Me coça a mão quando penso que um pai cadeirante pode ter um moleque craque de bola
Previ que o caldo entornaria quando ele surgiu, todo fofo e cambaleante, na tela da TV. A publicidade está cada vez mais se aperfeiçoando em escolher bebês com o poder de acertar sem piedade o coração de consumidor da gente, inclusive para aguçar o desejo por "produtos" risonhos, chorões, guti-gutis e manhosos iguais a eles mesmos.
-Amor, quando vamos ter neném?
Mantive o ritmo da respiração, preparei o melhor olhar blasé, acheguei-me da cintura dela insinuando preguiça de conversar. Tentei ganhar tempo, mas nada que prestasse ou fosse o golpe final para o assunto me veio à mente.
--Oi, meu bem? A canjica tá uma "deli". Acertou o ponto. O amendoim tá tão crocante...
-Quero ser mãe! Você sabe disso, não desconverse. Vamos ter de tomar essa decisão uma hora ou outra. Certeza que você será um ótimo pai! Ah, o Natal em família...
Estou a cada dia mais encalacrado. Já houve o momento dos nomes -Elis, se for menina, está fechado-; já pensamos na logística para a tenra infância, quando iremos arregimentar as avós para dar conta dos momentos mais tensos do rebento; já decidimos voar para um ninho um bocadinho maior onde haverá mais espaço para dois "carrinhos" -o meu e o do baby.
Mas ainda não conseguimos fechar o "acordo" para acionar o botão verde que poderá abrir o caminho da possível vinda de um serzinho metade mineiro, metade sul-mato-grossense, torcedor do Santos e de coração canarinho. Um luxo de miscigenação!

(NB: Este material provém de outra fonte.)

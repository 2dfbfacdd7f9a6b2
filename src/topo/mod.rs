// SPDX-License-Identifier: Apache-2.0
// Copyright (c) 2025 Polyframe Inc.

//! Topological model - half-edge B-rep entities, arenas, validation

mod entities;
mod handles;
mod model;
mod validate;

pub use entities::{Body, Face, HalfEdge, Loop, Shell, Vertex};
pub use handles::{BodyId, FaceId, HalfEdgeId, LoopId, ShellId, VertexId};
pub use model::{LoopHalfEdges, TopoModel, MAX_LOOP_STEPS};
pub use validate::{validate_body, ValidationReport};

-Você já tem trabalho demais comigo. Haja força para catar meus cacos quando caio da cadeira, haja saco para aturar meus poemas barrocos sobre meu chefe, haja paciência para rediscutir aquela cena do filme do Almodóvar. Como um bebê vai caber nisso? Os juros nem começaram a cair direito.
-Tudo se ajeita. A gente cria uma nova rotina, reorganiza o cotidiano, o tempo. Caso contrário, ninguém teria filho. Vai ser lindo. Quando?

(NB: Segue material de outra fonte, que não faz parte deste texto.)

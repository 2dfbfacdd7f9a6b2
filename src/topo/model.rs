// SPDX-License-Identifier: Apache-2.0
// Copyright (c) 2025 Polyframe Inc.

//! The topological model: arena ownership, graph mutation, traversal
//!
//! All entities live in flat arenas owned by one `TopoModel`; relationships
//! are typed indices. Mutating methods validate their inputs completely
//! before touching the arenas, so a failed call leaves the model unchanged.
//! Deleted slots become tombstones and are never reused within a model's
//! lifetime, so stale handles surface as `Topology` errors instead of
//! silently aliasing newer entities.

use ahash::{AHashMap, AHashSet};
use nalgebra::Point3;

use super::entities::{Body, Face, HalfEdge, Loop, Shell, Vertex};
use super::handles::{BodyId, FaceId, HalfEdgeId, LoopId, ShellId, VertexId};
use crate::error::{KernelError, Result};
use crate::geometry::{ring_self_intersects, signed_area_2d, BoundingBox, Plane};
use crate::tolerance::ToleranceContext;

/// Traversal step cap. A loop longer than this means a corrupted `next`
/// chain, not a real boundary.
pub const MAX_LOOP_STEPS: usize = 10_000;

/// Owner of all topology entities for one model.
pub struct TopoModel {
    tolerance: ToleranceContext,
    vertices: Vec<Option<Vertex>>,
    half_edges: Vec<Option<HalfEdge>>,
    loops: Vec<Option<Loop>>,
    faces: Vec<Option<Face>>,
    shells: Vec<Option<Shell>>,
    bodies: Vec<Option<Body>>,
    /// Spatial hash for vertex welding: grid cell (at linear-tolerance pitch)
    /// to the vertices whose position falls in that cell.
    weld_grid: AHashMap<(i64, i64, i64), Vec<VertexId>>,
}

impl Default for TopoModel {
    fn default() -> Self {
        Self::new(ToleranceContext::default())
    }
}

Tenho pânico de botar no Brasil mais um "serumano" desacreditado de valores. Já tem gente demais que cultiva ganância, brutalidade, competição exacerbada, egoísmo, preconceito, falta de cidadania.
-O finado Renato Russo já dizia, nos anos 90, que o "o mundo anda tão complicado", pense como serão as coisas no tempo desse menino. A raça humana não melhora, deusa. Ainda tem tanta maldade, tanta CPI. Imagina o terror que será caso ele não goste de arroz com brócolis.
-Por isso mesmo. Vamos tentar contribuir para mudar. Fazer o melhor para criar uma menina amável, justa ou um menino solidário, amigo, batalhador. Alguém precisa ter esperança na vida.
Apaga a luz, Jesus! Não será com argumentos que considero racionais que vou conseguir driblar um desejo tão legítimo, tão natural e tão profundo da maioria das mulheres.
Vá lá, admito também que me coça a mão quando imagino receber um abraço de bracinhos de filho, quando penso que um pai cadeirante pode ter um moleque craque de bola ou uma mocinha que irá empurrá-lo com algum orgulho.
Tenho pensado muito em seguir o mesmo caminho que o Frejat adotou em uma música que não para de tocar no rádio e na minha cabeça. "O nosso amor não é só de pele/ E de pelo/Se quiser ter um neném/Tudo bem, vamos tê-lo."